Last week I reviewed the IIS log files and noticed a cluster of HTTP Status Code 500 errors logged at approximately the same across many web servers in the farm. Opening up one of the log files I noticed that transactions during the same period were running into thousands of milliseconds, rather than the expected sub-second response times. I spent some time that day and the next sharing that observation with Ops and other developers, scoured error and application logs across several tiers of the farm to try and identify the index event.
A few days later I was checking all the web servers in production for integrity. The integrity check talkes a few minutes, so I sat back to wait for it to finish. While waiting my mailbox chimed. The subject line: Zomg, we're getting an error spew in Production!

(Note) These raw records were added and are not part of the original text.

// gRPC Wire Types
// Generated protobuf types and conversions from the execution model

use crate::execution::{ExecutionInfo, ExecutionStatus, IntermediatePayload, JobSummary};

pub mod proto {
    tonic::include_proto!("etoad");
}

impl From<ExecutionStatus> for proto::ExecutionStatus {
    fn from(s: ExecutionStatus) -> Self {
        match s {
            ExecutionStatus::Queued => proto::ExecutionStatus::Queued,
            ExecutionStatus::Running => proto::ExecutionStatus::Running,
            ExecutionStatus::Succeeded => proto::ExecutionStatus::Succeeded,
            ExecutionStatus::Failed => proto::ExecutionStatus::Failed,
            ExecutionStatus::Cancelled => proto::ExecutionStatus::Cancelled,
        }
    }
}

impl ExecutionStatus {
    /// Decode the wire enum; `None` for unspecified or unknown values
    pub fn from_wire(value: i32) -> Option<Self> {
        match proto::ExecutionStatus::try_from(value).ok()? {
            proto::ExecutionStatus::Unspecified => None,
            proto::ExecutionStatus::Queued => Some(ExecutionStatus::Queued),
            proto::ExecutionStatus::Running => Some(ExecutionStatus::Running),
            proto::ExecutionStatus::Succeeded => Some(ExecutionStatus::Succeeded),
            proto::ExecutionStatus::Failed => Some(ExecutionStatus::Failed),
            proto::ExecutionStatus::Cancelled => Some(ExecutionStatus::Cancelled),
        }
    }

    pub fn to_wire(self) -> i32 {
        proto::ExecutionStatus::from(self) as i32
    }
}

impl From<ExecutionInfo> for proto::ExecutionInfo {
    fn from(info: ExecutionInfo) -> Self {
        proto::ExecutionInfo {
            status: info.status.to_wire(),
            progress: info.progress,
            step_index: info.step_index.map(|i| i as u32),
            step_name: info.step_name,
            message: info.message,
        }
    }
}

impl From<IntermediatePayload> for proto::IntermediateResponse {
    fn from(p: IntermediatePayload) -> Self {
        proto::IntermediateResponse {
            status: p.status,
            payload: p.payload.to_vec(),
            step_name: p.step_name,
            step_index: p.step_index as u32,
        }
    }
}

impl From<JobSummary> for proto::JobSummary {
    fn from(s: JobSummary) -> Self {
        proto::JobSummary {
            execution_id: s.id.to_string(),
            protocol_name: s.protocol_name,
            status: s.status.to_wire(),
            submitted_at_unix: s.submitted_at.timestamp(),
        }
    }
}

#[cfg(test)]
mod tests {
    use super::*;

    #[test]
    fn test_status_wire_values() {
        for status in [
            ExecutionStatus::Queued,
            ExecutionStatus::Running,
            ExecutionStatus::Succeeded,
            ExecutionStatus::Failed,
            ExecutionStatus::Cancelled,
        ] {
            assert_eq!(ExecutionStatus::from_wire(status.to_wire()), Some(status));
        }
        assert_eq!(ExecutionStatus::from_wire(0), None);
        assert_eq!(ExecutionStatus::from_wire(42), None);
    }

    #[test]
    fn test_info_conversion() {
        let info = ExecutionInfo {
            status: ExecutionStatus::Running,
            progress: 0.5,
            step_index: Some(1),
            step_name: Some("CV".to_string()),
            message: None,
        };
        let wire = proto::ExecutionInfo::from(info);
        assert_eq!(wire.status, proto::ExecutionStatus::Running as i32);
        assert_eq!(wire.step_index, Some(1));
        assert_eq!(wire.step_name.as_deref(), Some("CV"));
    }
}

Pulling up our near-real-time error viewer and thinking for a minute, it dawned on me I had just caused this--my long-running transaction was blocking other transactions using a shared resource! Okay, my bad, I'll write up a defect on this so it gets fixed. Nevermind that I'd both caused it by running the integrity checker--I was also the fellow who WROTE the integrity checker. Doubly-bad, only slightly mitigated by being the discoverer of the cause of the error spew, and the fellow who then developed and tested the fix.
At least I've got a new theory to check out, that the problem of last week was caused by the integrity checker. Going back to the error logs, I search for evidence that same transaction had been called at about the time of the error code cluster and long-running transaction times. Sure enough, there it is in the middle of that group of IIS log entries.
The index event I looked for the other day but couldn't find--there it is in the MIDDLE of the other log entries--not at the beginning. Huh, wot?!
I knew that IIS logs are queued to the log in the order of completion, not in the order of request. So if a non-blocking long-running transaction begins at the same time or just before a fast transaction, the fast transaction will be logged first. In order to better understand the order of events on my web servers, I'd do better adding a new datetime entity to the log that is the calculation of the time minus the time-taken entities, and then sorting on the calculated column.
Right, I get it that this is likely obvious to lots of engineers. But I have to admit that I've been working on web application for years, and even though I don't often review IIS log files, it's taken this long for to come to this trivial realization--for business intelligence, resort to re-sort!